Bruxism is often linked to TMJ (temporomandibular joint disorder), and the two share similar symptoms. Every case of teeth grinding is unique, but most people experience some or all of the following symptoms:
- Enlarged facial muscles
- Fractured teeth
- Jaw pain
- Loss of tooth enamel
- Sleep problems
- Sore teeth or gums
- Stiff neck or shoulders
- Unusual wear patterns on teeth
In addition to TMJ, teeth grinding is linked to many conditions, including stress and anxiety, sleep apnea, and snoring. Smokers, heavy alcohol or caffeine users, and those suffering from depression are also more likely to experience bruxism.
Teeth are strong, but they are not built to withstand constant grinding. Over time, grinding weakens the teeth and damages the enamel.
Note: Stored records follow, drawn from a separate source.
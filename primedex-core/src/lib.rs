#![no_std]

//! primedex core - sieve, packed bitmap and artifact format definitions
//!
//! This crate holds everything about the prime engine that does not touch
//! the outside world: the packed primality bitmap, the segmented sieve that
//! fills it, the derived prime list and rank index, the binary layout of
//! persisted artifacts, and input validation. I/O lives in `primedex`.

#[cfg(feature = "alloc")]
extern crate alloc;

pub mod error;
pub mod format;
pub mod traits;
pub mod validation;

#[cfg(feature = "alloc")]
pub mod artifact;
#[cfg(feature = "alloc")]
pub mod bitmap;
#[cfg(feature = "alloc")]
pub mod sieve;
#[cfg(feature = "alloc")]
pub mod store;

pub use error::*;
pub use format::*;
pub use traits::*;
pub use validation::{is_sentinel, parse_query, SENTINEL};

#[cfg(feature = "alloc")]
pub use artifact::ArtifactSet;
#[cfg(feature = "alloc")]
pub use bitmap::PrimeBitmap;
#[cfg(feature = "alloc")]
pub use sieve::{isqrt, sieve, SieveBuilder};
#[cfg(feature = "alloc")]
pub use store::{PrimeStore, RankIndex};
Those who grind their teeth are at higher risk for cavities, tooth decay, breakage, and even tooth loss.
Grinding is also hard on the jaw. Pain, especially when chewing, and difficulty opening and closing the mouth are common among those with bruxism.
Your dentist will carefully assess your symptoms, looking for signs of the root cause of grinding. It is best to treat underlying conditions, such as anxiety or sleep apnea, at the same time.
You may receive an occlusal appliance, such as a bite plate or night guard, to wear over your teeth at night. This prevents direct contact between the top and bottom teeth, protecting them from damage. If you have sleep apnea, you may need to use a different appliance overnight. A mandibular advancement device is designed to keep the lower jaw forward, preventing airway collapse while guarding the teeth.
Stress and anxiety-induced teeth grinding can be treated with behavior modification techniques in tandem with an occlusal appliance. Meditation, purposeful relaxation, and increased awareness of grinding behavior can help you learn to stop grinding.
Teeth grinding is common, but it can wreak havoc on your teeth and jaws. Fortunately, it is also highly treatable. If you notice symptoms of grinding, tell your dentist as soon as possible.